Effect of add-on pentoxifylline on proteinuria in membranous glomerulonephritis: a 6-month placebo-controlled trial.


PMID 23392759

Abstract

Membranous glomerulonephritis (MGN) may cause proteinuria as the main complication and is a strong risk factor for end-stage renal disease. Current therapeutic regimens provide only partial renoprotection. Data derived from both animal and human studies provide a scientific basis for the use of pentoxifylline as an antiproteinuric agent. This study was designed to evaluate the antiproteinuric effect of add-on pentoxifylline therapy in non-diabetic patients with MGN. This was a double-blind, placebo-controlled trial. Non-diabetic patients with histologically proven MGN and urinary protein excretion (UPE) > 500 mg/24 h, entered a 6-month study period. Enrolled patients were selected from a university and three private clinics. Patients were assigned to one of the two treatment groups: pentoxifylline 400 mg two or three times a day, or matching placebo. Baseline and follow-up assessments included estimated glomerular filtration rate (eGFR) and UPE. Differences in the changes in variables within the placebo and pentoxifylline treatment groups during the study period were assessed using Friedman's test.
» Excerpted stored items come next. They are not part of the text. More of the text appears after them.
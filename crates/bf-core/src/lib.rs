//! Core building blocks for the bayesfactor workspace.
//!
//! This crate hosts the pieces shared by the composition layer and the
//! numerical engine:
//! - the workspace error type
//! - parameter and descriptor value types (the engine handoff format)
//! - the engine-boundary traits (dependency inversion: the composition
//!   layer never depends on a concrete engine)

pub mod error;
pub mod traits;
pub mod types;

pub use error::{Error, Result};
pub use traits::{DensityHandle, EngineFactory, MarginalHandle};
pub use types::{DistributionDescriptor, Param, ParamSet};
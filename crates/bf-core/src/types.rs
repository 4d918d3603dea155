//! Parameter and descriptor types shared across the workspace.

use serde::{Deserialize, Serialize};

use crate::{Error, Result};

/// A single named numeric parameter. Immutable once created.
#[derive(Debug, Clone, PartialEq, Serialize, Deserialize)]
pub struct Param {
    /// Parameter name.
    pub name: String,
    /// Parameter value.
    pub value: f64,
}

impl Param {
    /// Create a new named parameter.
    pub fn new(name: impl Into<String>, value: f64) -> Self {
        Self { name: name.into(), value }
    }
}

/// Ordered, name-unique collection of [`Param`].
///
/// Insertion order is preserved and significant for reproducible
/// serialization. No numeric validation happens here: NaN and negative
/// values are accepted, the engine defines legality per family.
#[derive(Debug, Clone, Default, PartialEq, Serialize, Deserialize)]
#[serde(transparent)]
pub struct ParamSet(Vec<Param>);

impl ParamSet {
    /// Create an empty set.
    pub fn new() -> Self {
        Self(Vec::new())
    }

    /// Build from `(name, value)` pairs, dropping entries whose value is
    /// `None`.
    ///
    /// Optional parameters are absent from the set, never stored as a null
    /// sentinel.
    pub fn from_pairs<I, S>(pairs: I) -> Self
    where
        I: IntoIterator<Item = (S, Option<f64>)>,
        S: Into<String>,
    {
        let mut set = Self::new();
        for (name, value) in pairs {
            if let Some(value) = value {
                set.insert(Param::new(name, value));
            }
        }
        set
    }

    /// Insert a parameter, replacing any existing parameter with the same
    /// name (the original position is kept).
    pub fn insert(&mut self, param: Param) {
        match self.0.iter_mut().find(|p| p.name == param.name) {
            Some(existing) => *existing = param,
            None => self.0.push(param),
        }
    }

    /// Look up a parameter value by name.
    pub fn get(&self, name: &str) -> Result<f64> {
        self.0
            .iter()
            .find(|p| p.name == name)
            .map(|p| p.value)
            .ok_or_else(|| Error::ParameterNotFound(name.to_string()))
    }

    /// Look up a parameter a family declares as optional.
    pub fn get_opt(&self, name: &str) -> Option<f64> {
        self.0.iter().find(|p| p.name == name).map(|p| p.value)
    }

    /// Parameters in insertion order.
    pub fn params(&self) -> &[Param] {
        &self.0
    }

    /// Number of parameters.
    pub fn len(&self) -> usize {
        self.0.len()
    }

    /// Whether the set is empty.
    pub fn is_empty(&self) -> bool {
        self.0.is_empty()
    }
}

/// Engine handoff descriptor: a family tag plus ordered named parameters.
///
/// This is the only shape the engine boundary understands; the composition
/// layer renders its typed families into descriptors.
#[derive(Debug, Clone, PartialEq, Serialize, Deserialize)]
pub struct DistributionDescriptor {
    /// Family tag, e.g. `"normal"` or `"noncentral_d"`.
    pub family: String,
    /// Ordered named parameters.
    pub params: ParamSet,
}

impl DistributionDescriptor {
    /// Create a new descriptor.
    pub fn new(family: impl Into<String>, params: ParamSet) -> Self {
        Self { family: family.into(), params }
    }
}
Treatment with pentoxifylline for 6 months resulted in a significant reduction of mean UPE (p < 0.001) along with a slight, non-significant increase of eGFR, in comparison to the mean UPE and eGFR increase in the placebo group. This study showed that add-on therapy of pentoxifylline in MGN was beneficial, and could be considered as a potential new therapeutic indication for the drug in such kidney diseases.